Why did the French Inquiry fail to investigate the evidence given by former MI6 officer, Richard Tomlinson? Why did French intelligence agents try to prevent Tomlinson giving evidence in the first place by threatening him and beating him up? Did they fear what he might reveal?
And what of French paparazzo, James Andanson?
Why did the French police let Andanson off the hook on the strength of such a flimsy alibi?
Why was Andanson not questioned about his presence in the crash tunnel—about the fact that he’d boasted to friends that he was indeed in Paris on the night of the crash, that he was in the crash tunnel and that he witnessed and photographed the immediate aftermath?
Why was James Andanson found dead in his burnt-out car, 400 miles from where he was supposed to be? Was it to silence him? Was James Andanson murdered?
Why, following his death, was Andanson’s office at the SIPA press agency in Paris broken into by an armed gang? To recover the compromising photographs he’d taken in the tunnel immediately after the crash?
Did these photographs include evidence of MI6 involvement in Diana’s death?
Did James Andanson work for MI6?
Why were none of these points investigated by the French Inquiry?
And there were other points, too, some more significant than others, some more observable than others, more provable even. When pieced together, I proposed to an all-attentive audience, these points formed the matrix of perhaps the biggest and most far-reaching conspiracy of the twentieth century.
“Only a public inquiry can unravel this conspiracy,” I put to the swarm of wide-awake eyes fixing me as I wrapped up the first half of my talk. “Please sign our petition and help us force the government’s hand. Thank you.”
A few minutes later my own hand
was wrapped around a polystyrene cup steaming with the hot black coffee I’d just purchased from the backstage vending machine. It was interlude time; I’d just concluded the first half of my talk and I was making my way through the crowded foyer with Mark and JB. I wanted to check in on Jackie, who was still tirelessly manning our book stall, see if she needed any help. No doubt due to the adrenaline still coursing my veins my mood had taken an upward swing since we’d first arrived—the talk was going well, audience reception was good, and to judge by the jostle of interested punters milling around the stall, the book was selling well, too. Jackie was inundated.
“Looks like we need to give Jacks a hand,” Mark said, and peeled off, squeezing his way through the mass of shuffling bodies over towards the book stall.
I turned to follow after him, one arm out in front of me to fend off the mass of bodies and prevent my coffee from spilling on them.

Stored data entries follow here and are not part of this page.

use std::sync::Arc;
use std::thread;
use std::time::Duration;

use timetablegen::config::{Algorithm, GenerationRequest};
use timetablegen::job::{FailureKind, JobId, JobResult, JobState, Orchestrator};
use timetablegen::model::{
    Batch, BatchId, Faculty, FacultyId, FacultyPreference, Room, RoomId, RoomKindId, SlotId,
    Subject, SubjectId, TeachingAssignment, TimeRange, TimeSlot,
};
use timetablegen::problem::Problem;

fn init_tracing() {
    let _ = tracing_subscriber::fmt().with_test_writer().try_init();
}

fn week_slots(days: u8, per_day: u32) -> Vec<TimeSlot> {
    let mut slots = Vec::new();
    let mut id = 0;
    for day in 0..days {
        for i in 0..per_day {
            let start = 540 + (i as u16) * 60;
            slots.push(TimeSlot {
                id: SlotId(id),
                day,
                start_minute: start,
                end_minute: start + 60,
            });
            id += 1;
        }
    }
    slots
}

fn subject(id: u32, name: &str) -> Subject {
    Subject {
        id: SubjectId(id),
        name: name.to_string(),
        required_room_kind: None,
    }
}

fn medium_problem(days: u8, per_day: u32) -> Arc<Problem> {
    Arc::new(
        Problem::builder()
            .subjects(vec![subject(1, "Fields"), subject(2, "Waves")])
            .faculty(vec![
                Faculty {
                    id: FacultyId(1),
                    name: "Dr. X".to_string(),
                },
                Faculty {
                    id: FacultyId(2),
                    name: "Dr. Y".to_string(),
                },
            ])
            .batches(vec![
                Batch {
                    id: BatchId(1),
                    name: "B1".to_string(),
                    strength: 30,
                },
                Batch {
                    id: BatchId(2),
                    name: "B2".to_string(),
                    strength: 30,
                },
            ])
            .rooms(vec![
                Room {
                    id: RoomId(1),
                    name: "R1".to_string(),
                    capacity: 50,
                    kind: RoomKindId(0),
                    is_lab: false,
                },
                Room {
                    id: RoomId(2),
                    name: "R2".to_string(),
                    capacity: 50,
                    kind: RoomKindId(0),
                    is_lab: false,
                },
            ])
            .slots(week_slots(days, per_day))
            .assignments(vec![
                TeachingAssignment::new(SubjectId(1), FacultyId(1), BatchId(1), 4, 0, 0),
                TeachingAssignment::new(SubjectId(2), FacultyId(2), BatchId(2), 4, 0, 0),
            ])
            .preferences(vec![
                FacultyPreference {
                    faculty: FacultyId(1),
                    days: vec![0, 1, 2, 3, 4],
                    span: TimeRange {
                        start_minute: 720,
                        end_minute: 1440,
                    },
                },
            ])
            .build()
            .unwrap(),
    )
}

fn wait_for<F: Fn(JobState) -> bool>(
    orchestrator: &Orchestrator,
    id: JobId,
    pred: F,
    timeout: Duration,
) -> JobState {
    let deadline = std::time::Instant::now() + timeout;
    loop {
        let state = orchestrator.status(id).unwrap().state;
        if pred(state) {
            return state;
        }
        assert!(
            std::time::Instant::now() < deadline,
            "timed out waiting; last state {state:?}"
        );
        thread::sleep(Duration::from_millis(5));
    }
}

/// A hybrid job runs to completion and returns ranked, feasible
/// timetables with itemized violations.
#[test]
fn hybrid_job_returns_ranked_timetables() {
    init_tracing();
    let orchestrator = Orchestrator::with_workers(2);
    let request = GenerationRequest::builder()
        .algorithm(Algorithm::Hybrid)
        .population_size(20)
        .max_generations(30)
        .time_limit(Duration::from_secs(30))
        .top_k(3)
        .seed(11)
        .build()
        .unwrap();
    let id = orchestrator.submit(medium_problem(5, 5), request);
    wait_for(&orchestrator, id, JobState::is_terminal, Duration::from_secs(60));

    let status = orchestrator.status(id).unwrap();
    assert_eq!(status.state, JobState::Completed);
    assert_eq!(status.progress, 100);

    let Some(JobResult::Completed(timetables)) = orchestrator.result(id) else {
        panic!("expected a completed result");
    };
    assert!(!timetables.is_empty());
    assert!(timetables.len() <= 3);
    for pair in timetables.windows(2) {
        assert!(pair[0].cost <= pair[1].cost);
    }
    for timetable in &timetables {
        assert_eq!(timetable.metrics.hard_violations, 0);
        assert_eq!(timetable.entries.len(), 8);
    }
}

/// Progress only ever moves forward while a job runs.
#[test]
fn progress_is_monotonic() {
    init_tracing();
    let orchestrator = Orchestrator::with_workers(1);
    let request = GenerationRequest::builder()
        .algorithm(Algorithm::Hybrid)
        .population_size(20)
        .max_generations(200)
        .stall_generations(10_000)
        .time_limit(Duration::from_secs(60))
        .seed(13)
        .build()
        .unwrap();
    let id = orchestrator.submit(medium_problem(5, 5), request);

    let mut samples = Vec::new();
    loop {
        let status = orchestrator.status(id).unwrap();
        samples.push(status.progress);
        if status.state.is_terminal() {
            break;
        }
        thread::sleep(Duration::from_millis(2));
    }
    for pair in samples.windows(2) {
        assert!(pair[1] >= pair[0], "progress went backwards: {samples:?}");
    }
    assert_eq!(*samples.last().unwrap(), 100);
}

/// Cancelling a running job lands it in `cancelled` at the next
/// checkpoint, and no result is ever exposed for it.
#[test]
fn cancelled_jobs_never_expose_results() {
    init_tracing();
    let orchestrator = Orchestrator::with_workers(1);
    let request = GenerationRequest::builder()
        .algorithm(Algorithm::Genetic)
        .population_size(40)
        .max_generations(1_000_000)
        .stall_generations(1_000_000)
        .time_limit(Duration::from_secs(600))
        .seed(17)
        .build()
        .unwrap();
    let id = orchestrator.submit(medium_problem(5, 6), request);

    wait_for(
        &orchestrator,
        id,
        |s| s == JobState::Running,
        Duration::from_secs(10),
    );
    thread::sleep(Duration::from_millis(50));
    assert!(orchestrator.cancel(id));

    let state = wait_for(&orchestrator, id, JobState::is_terminal, Duration::from_secs(30));
    assert_eq!(state, JobState::Cancelled);
    assert!(orchestrator.result(id).is_none());
}

/// An impossible instance fails the job with a structured infeasibility
/// reason, not a crash.
#[test]
fn infeasible_jobs_fail_with_structured_reason() {
    init_tracing();
    let orchestrator = Orchestrator::with_workers(1);
    let request = GenerationRequest::builder()
        .algorithm(Algorithm::CspOnly)
        .time_limit(Duration::from_secs(30))
        .build()
        .unwrap();
    // Each faculty needs four distinct slots; only two exist.
    let id = orchestrator.submit(medium_problem(2, 1), request);
    wait_for(&orchestrator, id, JobState::is_terminal, Duration::from_secs(60));

    let status = orchestrator.status(id).unwrap();
    assert_eq!(status.state, JobState::Failed);

    let Some(JobResult::Failed(reason)) = orchestrator.result(id) else {
        panic!("expected a failure reason");
    };
    assert_eq!(reason.kind, FailureKind::Infeasible);
    assert!(!reason.message.is_empty());
}

/// Cancelling a job that is still queued cancels it before it starts.
#[test]
fn pending_jobs_cancel_immediately() {
    // One worker, keep it busy with a long job first.
    let orchestrator = Orchestrator::with_workers(1);
    let busy = GenerationRequest::builder()
        .algorithm(Algorithm::Genetic)
        .population_size(40)
        .max_generations(1_000_000)
        .stall_generations(1_000_000)
        .time_limit(Duration::from_secs(600))
        .build()
        .unwrap();
    let blocker = orchestrator.submit(medium_problem(5, 6), busy);

    let quick = GenerationRequest::builder()
        .algorithm(Algorithm::CspOnly)
        .time_limit(Duration::from_secs(5))
        .build()
        .unwrap();
    let queued = orchestrator.submit(medium_problem(5, 5), quick);

    wait_for(
        &orchestrator,
        blocker,
        |s| s == JobState::Running,
        Duration::from_secs(10),
    );
    assert_eq!(orchestrator.status(queued).unwrap().state, JobState::Pending);
    assert!(orchestrator.cancel(queued));
    assert_eq!(
        orchestrator.status(queued).unwrap().state,
        JobState::Cancelled
    );
    assert!(orchestrator.result(queued).is_none());

    // Unblock the worker so the test tears down quickly.
    orchestrator.cancel(blocker);
    wait_for(&orchestrator, blocker, JobState::is_terminal, Duration::from_secs(30));
}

Or me. Before I’d managed to turn all the way around, however, to take even the first tentative step, I saw something – or someone – that stopped me in my tracks. In that instant every light in my head went out, simultaneously.
I froze.
For a beat I simply stood there, rooted, my eyes disbelieving, my mind turning somersaults as manically it strove to keep the panic I was suddenly experiencing on the inside. It seemed like my heart had stopped beating and my chest was caving in. For sure my lungs had stopped pumping breath. Over by the entrance, through what suddenly seemed like a swirling mass of strangely shaped bodies congealing there in the middle of the foyer, I’d just spotted someone I never imagined I would ever see again: someone I’d last seen some four years previously, on a Saturday, at Avebury Stone Circles, a week before Diana’s death. On that occasion this someone had given me nightmares, my dizzying mind recalled, and it felt like those same nightmares were resurfacing in me now, spontaneously, bubbling up from some unfathomed depth like cold spectres. I could scarcely believe who I was looking at.